Work instruction:
Quote exactly, and only, the lines from the one with "let level = match" through the end of the listing.

Recorded information:
BEGIN

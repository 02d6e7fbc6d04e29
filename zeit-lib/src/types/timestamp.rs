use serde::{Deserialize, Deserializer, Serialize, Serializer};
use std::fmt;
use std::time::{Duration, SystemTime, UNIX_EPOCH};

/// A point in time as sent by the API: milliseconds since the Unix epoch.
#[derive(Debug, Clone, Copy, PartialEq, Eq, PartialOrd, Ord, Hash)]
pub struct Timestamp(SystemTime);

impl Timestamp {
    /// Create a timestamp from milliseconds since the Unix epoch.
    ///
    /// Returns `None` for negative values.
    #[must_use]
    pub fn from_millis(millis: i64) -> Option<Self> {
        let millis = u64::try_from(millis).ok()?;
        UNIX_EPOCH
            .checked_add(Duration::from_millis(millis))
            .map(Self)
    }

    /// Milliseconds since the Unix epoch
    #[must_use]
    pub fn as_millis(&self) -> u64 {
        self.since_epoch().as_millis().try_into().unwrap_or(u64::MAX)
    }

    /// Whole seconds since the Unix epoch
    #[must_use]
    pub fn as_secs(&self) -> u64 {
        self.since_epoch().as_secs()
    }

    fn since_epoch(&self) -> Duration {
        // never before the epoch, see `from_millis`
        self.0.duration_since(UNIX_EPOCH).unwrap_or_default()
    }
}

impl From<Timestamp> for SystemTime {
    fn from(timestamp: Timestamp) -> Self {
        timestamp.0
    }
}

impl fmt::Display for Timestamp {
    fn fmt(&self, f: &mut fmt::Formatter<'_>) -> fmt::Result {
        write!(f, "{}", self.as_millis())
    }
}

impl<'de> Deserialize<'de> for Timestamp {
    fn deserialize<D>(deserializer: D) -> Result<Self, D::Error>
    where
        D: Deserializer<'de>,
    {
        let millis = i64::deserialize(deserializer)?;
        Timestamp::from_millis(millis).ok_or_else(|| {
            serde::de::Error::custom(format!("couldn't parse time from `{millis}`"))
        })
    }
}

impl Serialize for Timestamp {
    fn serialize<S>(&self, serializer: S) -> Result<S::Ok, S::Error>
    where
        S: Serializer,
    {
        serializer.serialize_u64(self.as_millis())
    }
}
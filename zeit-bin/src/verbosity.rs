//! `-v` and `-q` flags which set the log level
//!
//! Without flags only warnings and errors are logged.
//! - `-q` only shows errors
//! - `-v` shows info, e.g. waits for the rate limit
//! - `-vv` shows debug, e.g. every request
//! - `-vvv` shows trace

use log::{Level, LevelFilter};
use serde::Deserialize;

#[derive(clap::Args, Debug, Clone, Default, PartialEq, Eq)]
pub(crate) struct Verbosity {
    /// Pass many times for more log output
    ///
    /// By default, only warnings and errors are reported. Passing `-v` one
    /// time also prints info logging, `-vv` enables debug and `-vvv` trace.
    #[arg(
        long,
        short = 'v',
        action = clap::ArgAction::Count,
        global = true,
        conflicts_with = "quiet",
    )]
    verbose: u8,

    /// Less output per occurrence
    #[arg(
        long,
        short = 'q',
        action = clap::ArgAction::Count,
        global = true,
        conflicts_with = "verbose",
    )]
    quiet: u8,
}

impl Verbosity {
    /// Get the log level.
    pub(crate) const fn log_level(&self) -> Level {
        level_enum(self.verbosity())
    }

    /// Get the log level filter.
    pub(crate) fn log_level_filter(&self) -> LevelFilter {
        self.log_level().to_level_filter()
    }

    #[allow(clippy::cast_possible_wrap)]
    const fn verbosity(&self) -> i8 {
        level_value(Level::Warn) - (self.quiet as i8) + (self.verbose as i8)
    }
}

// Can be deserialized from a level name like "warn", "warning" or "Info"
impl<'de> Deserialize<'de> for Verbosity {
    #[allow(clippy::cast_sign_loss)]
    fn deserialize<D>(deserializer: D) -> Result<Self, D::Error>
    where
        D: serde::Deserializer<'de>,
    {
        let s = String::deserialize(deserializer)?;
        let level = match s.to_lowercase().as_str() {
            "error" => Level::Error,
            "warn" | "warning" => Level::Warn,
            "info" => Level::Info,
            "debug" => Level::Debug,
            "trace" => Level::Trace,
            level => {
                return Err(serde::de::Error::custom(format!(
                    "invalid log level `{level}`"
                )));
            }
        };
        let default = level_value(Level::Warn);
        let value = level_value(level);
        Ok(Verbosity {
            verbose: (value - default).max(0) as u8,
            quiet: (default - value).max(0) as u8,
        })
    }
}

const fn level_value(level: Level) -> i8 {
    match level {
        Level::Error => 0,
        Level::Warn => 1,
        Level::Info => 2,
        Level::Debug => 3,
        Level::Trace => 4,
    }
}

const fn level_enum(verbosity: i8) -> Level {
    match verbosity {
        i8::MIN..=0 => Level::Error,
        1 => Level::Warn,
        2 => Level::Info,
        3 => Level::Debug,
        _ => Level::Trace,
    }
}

END

Final answer:
        let level = match s.to_lowercase().as_str() {
            "error" => Level::Error,
            "warn" | "warning" => Level::Warn,
            "info" => Level::Info,
            "debug" => Level::Debug,
            "trace" => Level::Trace,
            level => {
                return Err(serde::de::Error::custom(format!(
                    "invalid log level `{level}`"
                )));
            }
        };
        let default = level_value(Level::Warn);
        let value = level_value(level);
        Ok(Verbosity {
            verbose: (value - default).max(0) as u8,
            quiet: (default - value).max(0) as u8,
        })
    }
}

const fn level_value(level: Level) -> i8 {
    match level {
        Level::Error => 0,
        Level::Warn => 1,
        Level::Info => 2,
        Level::Debug => 3,
        Level::Trace => 4,
    }
}

const fn level_enum(verbosity: i8) -> Level {
    match verbosity {
        i8::MIN..=0 => Level::Error,
        1 => Level::Warn,
        2 => Level::Info,
        3 => Level::Debug,
        _ => Level::Trace,
    }
}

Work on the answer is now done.